Well after a bit of thought I am interested in measuring frequency response over the whole listening spectrum, so I purchased a calibrated ECM8000 that was refurbished from Cross Spectrum. I am still a little bit confused with the choice of pre-amp USB interfaces though. I looked at the Tascam US-122MKII and the M-Audio Mobile Pre, but the reviews are a bit mixed. I would like to use the pre-amp in my DJ gear also, so my question is does the sampling rate of the DAC in the USB-interface effect the measurements that I will be taking with the ECM8000. I'm not sure what the sampling rate of REW is, but as long as the sampling rate of the USB-interface is greater than what REW is measuring I should be good right? Additionally, I am running Windows 7 if anyone has had experience with a specific USB-Interface and Windows 7.


----------



## bakerandshaker

I personally am leaning towards the Focusrite Saffire 6 USB Audio Interface, or the Yamaha Audiogram3. They seem to offer a little more versatility, and also look like they are built a little better. Has anyone used these products?


----------



## Wayne A. Pflughaupt

> I looked at the Tascam US-122MKII and the M-Audio Mobile Pre, but the reviews are a bit mixed.
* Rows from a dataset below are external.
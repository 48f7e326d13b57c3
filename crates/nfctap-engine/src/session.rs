//! Exclusive access to the radio.
//!
//! The radio sits behind an async mutex owned by [`RadioSessionManager`].
//! [`Session`] holds that mutex for as long as a technology window is open
//! and closes the window in `Drop`, so a session is released on every exit
//! path: normal return, early `?`, timeout, or a dropped future.
//!
//! ```text
//! acquire() ──> lock radio ──> request_technology ──> Session
//!                                                      │
//!                 cancel_technology_request <── Drop ──┘
//! ```

use nfctap_core::{Error, Result, Technology};
use nfctap_hardware::{HardwareError, RadioDevice, ReaderInfo};
use std::ops::{Deref, DerefMut};
use std::sync::atomic::{AtomicUsize, Ordering};
use std::time::Duration;
use tokio::sync::{Mutex, MutexGuard};
use tracing::{debug, warn};

/// Session counters, for diagnostics and tests.
#[derive(Debug, Clone, Copy, Default, PartialEq, Eq)]
pub struct SessionStats {
    /// Technology requests started.
    pub acquisitions: usize,

    /// Sessions closed.
    pub releases: usize,
}

/// Owns the radio and hands out at most one [`Session`] at a time.
#[derive(Debug)]
pub struct RadioSessionManager<R> {
    radio: Mutex<R>,
    acquire_timeout: Duration,
    acquisitions: AtomicUsize,
    releases: AtomicUsize,
}

impl<R: RadioDevice> RadioSessionManager<R> {
    pub fn new(radio: R, acquire_timeout: Duration) -> Self {
        Self {
            radio: Mutex::new(radio),
            acquire_timeout,
            acquisitions: AtomicUsize::new(0),
            releases: AtomicUsize::new(0),
        }
    }

    /// Check that the radio exists and is switched on.
    ///
    /// # Errors
    ///
    /// [`Error::Unsupported`] when the device has no radio (or cannot tell),
    /// [`Error::Disabled`] when the radio is off.
    pub async fn check_preconditions(&self) -> Result<()> {
        let radio = self.radio.lock().await;

        match radio.is_supported().await {
            Ok(true) => {}
            Ok(false) => return Err(Error::Unsupported),
            Err(e) => {
                warn!("Radio support query failed: {}", e);
                return Err(Error::Unsupported);
            }
        }

        match radio.is_enabled().await {
            Ok(true) => Ok(()),
            Ok(false) => Err(Error::Disabled),
            Err(e) => {
                warn!("Radio state query failed: {}", e);
                Err(Error::Disabled)
            }
        }
    }

    /// Wait for a tag speaking one of `technologies` and open a session on it.
    ///
    /// Suspends until a compatible tag is presented or the acquisition
    /// timeout elapses. Waits for any session still in use first.
    ///
    /// # Errors
    ///
    /// [`HardwareError::Timeout`] when no tag arrived in time, or whatever
    /// the radio reported while negotiating.
    pub async fn acquire(
        &self,
        technologies: &[Technology],
    ) -> nfctap_hardware::Result<Session<'_, R>> {
        let attempt = async {
            let radio = self.radio.lock().await;
            self.acquisitions.fetch_add(1, Ordering::Relaxed);

            // Guard exists before the request so cancellation still releases
            let mut session = Session {
                radio,
                technology: None,
                releases: &self.releases,
            };
            let technology = session.radio.request_technology(technologies).await?;
            debug!(%technology, "Radio session opened");
            session.technology = Some(technology);
            Ok::<_, HardwareError>(session)
        };

        match tokio::time::timeout(self.acquire_timeout, attempt).await {
            Ok(result) => result,
            Err(_) => {
                let duration_ms =
                    u64::try_from(self.acquire_timeout.as_millis()).unwrap_or(u64::MAX);
                warn!("No tag presented within {}ms", duration_ms);
                Err(HardwareError::timeout(duration_ms))
            }
        }
    }

    /// Reader information, queried between sessions.
    pub async fn reader_info(&self) -> nfctap_hardware::Result<ReaderInfo> {
        self.radio.lock().await.get_reader_info().await
    }

    /// True while a session holds the radio.
    pub fn is_busy(&self) -> bool {
        self.radio.try_lock().is_err()
    }

    pub fn stats(&self) -> SessionStats {
        SessionStats {
            acquisitions: self.acquisitions.load(Ordering::Relaxed),
            releases: self.releases.load(Ordering::Relaxed),
        }
    }
}

/// An open technology window on the radio.
///
/// Dereferences to the radio. Dropping the session releases it.
pub struct Session<'a, R: RadioDevice> {
    radio: MutexGuard<'a, R>,
    technology: Option<Technology>,
    releases: &'a AtomicUsize,
}

impl<R: RadioDevice> Session<'_, R> {
    /// Technology negotiated with the tag.
    pub fn technology(&self) -> Option<&Technology> {
        self.technology.as_ref()
    }

    /// Release the session now instead of at end of scope.
    pub fn release(self) {}
}

impl<R: RadioDevice> Deref for Session<'_, R> {
    type Target = R;

    fn deref(&self) -> &R {
        &self.radio
    }
}

impl<R: RadioDevice> DerefMut for Session<'_, R> {
    fn deref_mut(&mut self) -> &mut R {
        &mut self.radio
    }
}

impl<R: RadioDevice> Drop for Session<'_, R> {
    fn drop(&mut self) {
        self.radio.cancel_technology_request();
        self.releases.fetch_add(1, Ordering::Relaxed);
        debug!("Radio session released");
    }
}

impl<R: RadioDevice> std::fmt::Debug for Session<'_, R> {
    fn fmt(&self, f: &mut std::fmt::Formatter<'_>) -> std::fmt::Result {
        f.debug_struct("Session")
            .field("technology", &self.technology)
            .finish_non_exhaustive()
    }
}

#[cfg(test)]
mod tests {
    use super::*;
    use nfctap_core::Tag;
    use nfctap_hardware::mock::{MockRadio, MockTag};

    fn nfca_tag() -> MockTag {
        MockTag::new(
            Tag::builder(vec![0x04, 0x11, 0x22, 0x33])
                .technology(Technology::NfcA)
                .build(),
        )
    }

    #[tokio::test]
    async fn test_preconditions() {
        let (radio, handle) = MockRadio::new();
        let manager = RadioSessionManager::new(radio, Duration::from_secs(1));
        assert!(manager.check_preconditions().await.is_ok());

        handle.set_enabled(false);
        assert_eq!(manager.check_preconditions().await, Err(Error::Disabled));

        handle.set_supported(false);
        assert_eq!(manager.check_preconditions().await, Err(Error::Unsupported));
    }

    #[tokio::test]
    async fn test_session_released_on_drop() {
        let (radio, handle) = MockRadio::new();
        let manager = RadioSessionManager::new(radio, Duration::from_secs(1));
        handle.present_tag(nfca_tag()).await.unwrap();

        {
            let session = manager.acquire(&[Technology::NfcA]).await.unwrap();
            assert_eq!(session.technology(), Some(&Technology::NfcA));
            assert!(manager.is_busy());
            assert!(handle.is_session_open());
        }

        assert!(!manager.is_busy());
        assert!(!handle.is_session_open());
        assert_eq!(handle.releases(), 1);
        assert_eq!(
            manager.stats(),
            SessionStats {
                acquisitions: 1,
                releases: 1
            }
        );
    }

    #[tokio::test]
    async fn test_explicit_release() {
        let (radio, handle) = MockRadio::new();
        let manager = RadioSessionManager::new(radio, Duration::from_secs(1));
        handle.present_tag(nfca_tag()).await.unwrap();

        let session = manager.acquire(&[Technology::NfcA]).await.unwrap();
        session.release();
        assert_eq!(handle.releases(), 1);
    }

    #[tokio::test(start_paused = true)]
    async fn test_acquire_times_out_and_releases() {
        let (radio, handle) = MockRadio::new();
        let manager = RadioSessionManager::new(radio, Duration::from_secs(30));

        let result = manager.acquire(&[Technology::Ndef]).await;
        let Err(HardwareError::Timeout { duration_ms }) = result else {
            panic!("expected an acquisition timeout");
        };
        assert_eq!(duration_ms, 30_000);
        assert_eq!(handle.acquisitions(), 1);
        assert_eq!(handle.releases(), 1);
        assert!(!handle.is_session_open());
    }

    #[tokio::test(start_paused = true)]
    async fn test_cancelled_acquire_releases() {
        let (radio, handle) = MockRadio::new();
        let manager = RadioSessionManager::new(radio, Duration::from_secs(30));

        let pending = manager.acquire(&[Technology::Ndef]);
        let outcome = tokio::time::timeout(Duration::from_millis(100), pending).await;
        assert!(outcome.is_err());

        assert_eq!(handle.acquisitions(), 1);
        assert_eq!(handle.releases(), 1);
    }

    #[tokio::test]
    async fn test_reader_info() {
        let (radio, _handle) = MockRadio::with_name("Bench Radio".to_string());
        let manager = RadioSessionManager::new(radio, Duration::from_secs(1));
        assert_eq!(manager.reader_info().await.unwrap().name, "Bench Radio");
    }
}
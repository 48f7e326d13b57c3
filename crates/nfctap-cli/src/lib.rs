//! nfctap command-line front end.
//!
//! # Usage
//!
//! ```bash
//! # Read the next tag through the simulator
//! nfctap --simulate read
//!
//! # Write text to an NDEF tag on a PC/SC reader (needs the `pcsc` feature)
//! nfctap write "meeting room 4"
//!
//! # Overwrite block 4 of a MIFARE card (advanced, must be allowed)
//! nfctap raw-write "ROOM 12" --allow-raw
//!
//! # Engine settings from a JSON file
//! nfctap --config nfctap.json read --json
//! ```

use anyhow::{Context, Result, bail};
use clap::{Parser, Subcommand, ValueEnum};
use nfctap_core::{ReadResult, VERSION};
use nfctap_engine::{EngineConfig, Platform, TagEngine};
use nfctap_hardware::{AnyRadioDevice, RadioDevice};
use std::path::{Path, PathBuf};
use std::time::Duration;

pub mod simulate;

/// nfctap command line interface
#[derive(Parser, Debug)]
#[command(name = "nfctap")]
#[command(author, version, about = "Read and write text on NFC tags")]
#[command(propagate_version = true)]
pub struct Cli {
    /// Engine configuration file (JSON)
    #[arg(short, long, global = true)]
    pub config: Option<PathBuf>,

    /// Use a simulated radio that presents a demo tag
    #[arg(long, global = true)]
    pub simulate: bool,

    /// Platform whose read technologies are requested
    #[arg(long, value_enum, global = true)]
    pub platform: Option<PlatformArg>,

    /// Seconds to wait for a tag
    #[arg(short, long, global = true)]
    pub timeout: Option<u64>,

    /// Enable debug logging
    #[arg(short, long, global = true)]
    pub verbose: bool,

    /// Command to execute
    #[command(subcommand)]
    pub command: Commands,
}

/// Top-level commands
#[derive(Subcommand, Debug, Clone, PartialEq, Eq)]
pub enum Commands {
    /// Wait for a tag and print what it holds
    Read {
        /// Print the result as JSON
        #[arg(long)]
        json: bool,
    },

    /// Write text to an NDEF tag
    Write {
        /// Text to store
        text: String,
    },

    /// Overwrite one MIFARE block with raw text (advanced)
    RawWrite {
        /// Text to store, at most 16 bytes
        text: String,

        /// Block to overwrite
        #[arg(long)]
        block: Option<u8>,

        /// Allow raw block writes for this run
        #[arg(long)]
        allow_raw: bool,
    },

    /// Show reader information
    Info,
}

/// Platform argument enum for CLI
#[derive(ValueEnum, Clone, Copy, Debug, PartialEq, Eq)]
pub enum PlatformArg {
    Android,
    Ios,
}

impl From<PlatformArg> for Platform {
    fn from(arg: PlatformArg) -> Self {
        match arg {
            PlatformArg::Android => Platform::Android,
            PlatformArg::Ios => Platform::Ios,
        }
    }
}

/// Load the engine configuration and apply command-line overrides.
pub fn load_config(cli: &Cli) -> Result<EngineConfig> {
    let mut config = match &cli.config {
        Some(path) => read_config_file(path)?,
        None => EngineConfig::default(),
    };

    if let Some(platform) = cli.platform {
        config = config.with_platform(platform.into());
    }
    if let Some(seconds) = cli.timeout {
        config = config.with_acquire_timeout(Duration::from_secs(seconds));
    }
    if let Commands::RawWrite {
        block, allow_raw, ..
    } = &cli.command
    {
        if let Some(block) = block {
            config.raw_block_write.block = *block;
        }
        if *allow_raw {
            config.raw_block_write.enabled = true;
        }
    }

    Ok(config)
}

fn read_config_file(path: &Path) -> Result<EngineConfig> {
    let raw = std::fs::read_to_string(path)
        .with_context(|| format!("Failed to read config file {}", path.display()))?;
    serde_json::from_str(&raw)
        .with_context(|| format!("Invalid config file {}", path.display()))
}

/// Build the radio selected on the command line and run the command.
pub async fn run(cli: Cli) -> Result<()> {
    let config = load_config(&cli)?;

    let radio = if cli.simulate {
        let (radio, handle) = simulate::radio();
        simulate::present_demo_tag(handle, &cli.command);
        radio
    } else {
        hardware_radio()?
    };

    let engine = TagEngine::new(radio, config);
    let output = execute(&engine, cli.command).await?;
    println!("{output}");
    Ok(())
}

/// Run one command against `engine`, returning what to print.
pub async fn execute<R: RadioDevice>(engine: &TagEngine<R>, command: Commands) -> Result<String> {
    match command {
        Commands::Read { json } => {
            engine.start().await?;
            let result = engine.request_read().await;
            if json {
                return Ok(serde_json::to_string_pretty(&result)?);
            }
            match result {
                ReadResult::Text(text) => Ok(text),
                ReadResult::RawInfo(info) => Ok(info.to_string().trim_end().to_string()),
                ReadResult::Failure(e) => bail!("Read failed ({}): {e}", e.kind()),
            }
        }
        Commands::Write { text } => {
            engine.start().await?;
            engine.request_write(&text).await?;
            Ok("Message written to NFC tag".to_string())
        }
        Commands::RawWrite { text, .. } => {
            engine.start().await?;
            engine.request_raw_block_write(&text).await?;
            Ok(format!(
                "Block {} written",
                engine.config().raw_block_write.block
            ))
        }
        Commands::Info => {
            let info = engine.reader_info().await?;
            let mut lines = vec![
                format!("name: {}", info.name),
                format!("protocols: {}", info.protocols.join(", ")),
            ];
            if let Some(baud) = info.max_baud_rate {
                lines.push(format!("max baud rate: {baud}"));
            }
            lines.push(format!("nfctap version: {VERSION}"));
            Ok(lines.join("\n"))
        }
    }
}

#[cfg(feature = "pcsc")]
fn hardware_radio() -> Result<AnyRadioDevice> {
    let radio = nfctap_hardware::pcsc_reader::PcscRadio::open()
        .context("Failed to open a PC/SC reader")?;
    Ok(AnyRadioDevice::Pcsc(radio))
}

#[cfg(not(feature = "pcsc"))]
fn hardware_radio() -> Result<AnyRadioDevice> {
    bail!("built without PC/SC support; rerun with --simulate or enable the `pcsc` feature")
}
//! Mock radio implementation for testing and development.
//!
//! This module provides a simulated radio that can be controlled
//! programmatically without requiring physical hardware.

pub mod radio;

// Re-export commonly used types
pub use radio::{MockRadio, MockRadioHandle, MockTag};
//! Common types shared across radio implementations.

use serde::{Deserialize, Serialize};

/// Radio/reader information.
///
/// Contains reader-specific metadata such as supported protocols
/// and maximum baud rate.
#[derive(Debug, Clone, PartialEq, Eq, Serialize, Deserialize)]
pub struct ReaderInfo {
    /// Reader name (e.g., "ACS ACR122U PICC Interface").
    pub name: String,

    /// List of supported protocols (e.g., ["ISO14443A", "ISO14443B"]).
    pub protocols: Vec<String>,

    /// Maximum supported baud rate in bits per second.
    pub max_baud_rate: Option<u32>,
}

impl ReaderInfo {
    /// Create a new ReaderInfo.
    pub fn new(name: impl Into<String>, protocols: Vec<String>) -> Self {
        Self {
            name: name.into(),
            protocols,
            max_baud_rate: None,
        }
    }

    /// Set the maximum baud rate.
    pub fn with_max_baud_rate(mut self, max_baud_rate: u32) -> Self {
        self.max_baud_rate = Some(max_baud_rate);
        self
    }
}
//! nfctap CLI entry point.

use clap::Parser;
use tracing_subscriber::{EnvFilter, layer::SubscriberExt, util::SubscriberInitExt};

use nfctap_cli::Cli;

#[tokio::main]
async fn main() -> anyhow::Result<()> {
    let cli = Cli::parse();

    let default_level = if cli.verbose { "debug" } else { "info" };
    tracing_subscriber::registry()
        .with(EnvFilter::try_from_default_env().unwrap_or_else(|_| EnvFilter::new(default_level)))
        .with(tracing_subscriber::fmt::layer().with_target(false))
        .init();

    nfctap_cli::run(cli).await
}
//! Enum wrapper for radio dispatch.
//!
//! Native `async fn` in traits (RPITIT - Rust Edition 2024) are not
//! object-safe, so we cannot use `Box<dyn RadioDevice>`. [`AnyRadioDevice`]
//! provides concrete type dispatch instead, with hardware backends behind
//! feature flags.
//!
//! # Examples
//!
//! ```
//! use nfctap_hardware::devices::AnyRadioDevice;
//! use nfctap_hardware::mock::MockRadio;
//!
//! let (radio, _handle) = MockRadio::new();
//! let any_radio = AnyRadioDevice::Mock(radio);
//!
//! // Can now be used polymorphically through the RadioDevice trait
//! ```

use crate::mock::MockRadio;
#[cfg(feature = "hardware-pcsc")]
use crate::pcsc_reader::PcscRadio;
use crate::traits::RadioDevice;
use crate::{ReaderInfo, Result};
use nfctap_core::{Tag, Technology};

/// Enum wrapper for radio dispatch.
///
/// # Examples
///
/// ```
/// use nfctap_hardware::devices::AnyRadioDevice;
/// use nfctap_hardware::traits::RadioDevice;
/// use nfctap_hardware::mock::MockRadio;
///
/// #[tokio::main]
/// async fn main() -> nfctap_hardware::Result<()> {
///     let (radio, _handle) = MockRadio::new();
///     let any_radio = AnyRadioDevice::Mock(radio);
///
///     let info = any_radio.get_reader_info().await?;
///     println!("Radio: {}", info.name);
///
///     Ok(())
/// }
/// ```
#[derive(Debug)]
#[non_exhaustive]
pub enum AnyRadioDevice {
    /// Mock radio for development and testing.
    Mock(MockRadio),

    /// PC/SC contactless reader.
    #[cfg(feature = "hardware-pcsc")]
    Pcsc(PcscRadio),
}

macro_rules! dispatch {
    ($self:ident, $device:ident => $call:expr) => {
        match $self {
            Self::Mock($device) => $call,
            #[cfg(feature = "hardware-pcsc")]
            Self::Pcsc($device) => $call,
        }
    };
}

impl RadioDevice for AnyRadioDevice {
    async fn is_supported(&self) -> Result<bool> {
        dispatch!(self, device => device.is_supported().await)
    }

    async fn is_enabled(&self) -> Result<bool> {
        dispatch!(self, device => device.is_enabled().await)
    }

    async fn request_technology(&mut self, technologies: &[Technology]) -> Result<Technology> {
        dispatch!(self, device => device.request_technology(technologies).await)
    }

    fn cancel_technology_request(&mut self) {
        dispatch!(self, device => device.cancel_technology_request())
    }

    async fn tag(&self) -> Result<Tag> {
        dispatch!(self, device => device.tag().await)
    }

    async fn transceive(&mut self, frame: &[u8]) -> Result<Vec<u8>> {
        dispatch!(self, device => device.transceive(frame).await)
    }

    async fn write_ndef_message(&mut self, message: &[u8]) -> Result<()> {
        dispatch!(self, device => device.write_ndef_message(message).await)
    }

    async fn authenticate_sector(&mut self, sector: u8, key: &[u8; 6]) -> Result<()> {
        dispatch!(self, device => device.authenticate_sector(sector, key).await)
    }

    async fn read_block(&mut self, block: u8) -> Result<Vec<u8>> {
        dispatch!(self, device => device.read_block(block).await)
    }

    async fn get_reader_info(&self) -> Result<ReaderInfo> {
        dispatch!(self, device => device.get_reader_info().await)
    }
}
It’s good that you’re researching before making the plunge for an USB interface. :T

The thing to keep in mind with complaints in the reviews is determining if the issue they’re having is relevant to you or not. For instance, most of the reviewers are using their interfaces for recording to a computer, which is drastically different from what you’re going to be using it for. If they complain that the connectors seem cheap, or that it doesn’t sound good, or it’s noisier than they wanted, that has no bearing on your application, which is REW. 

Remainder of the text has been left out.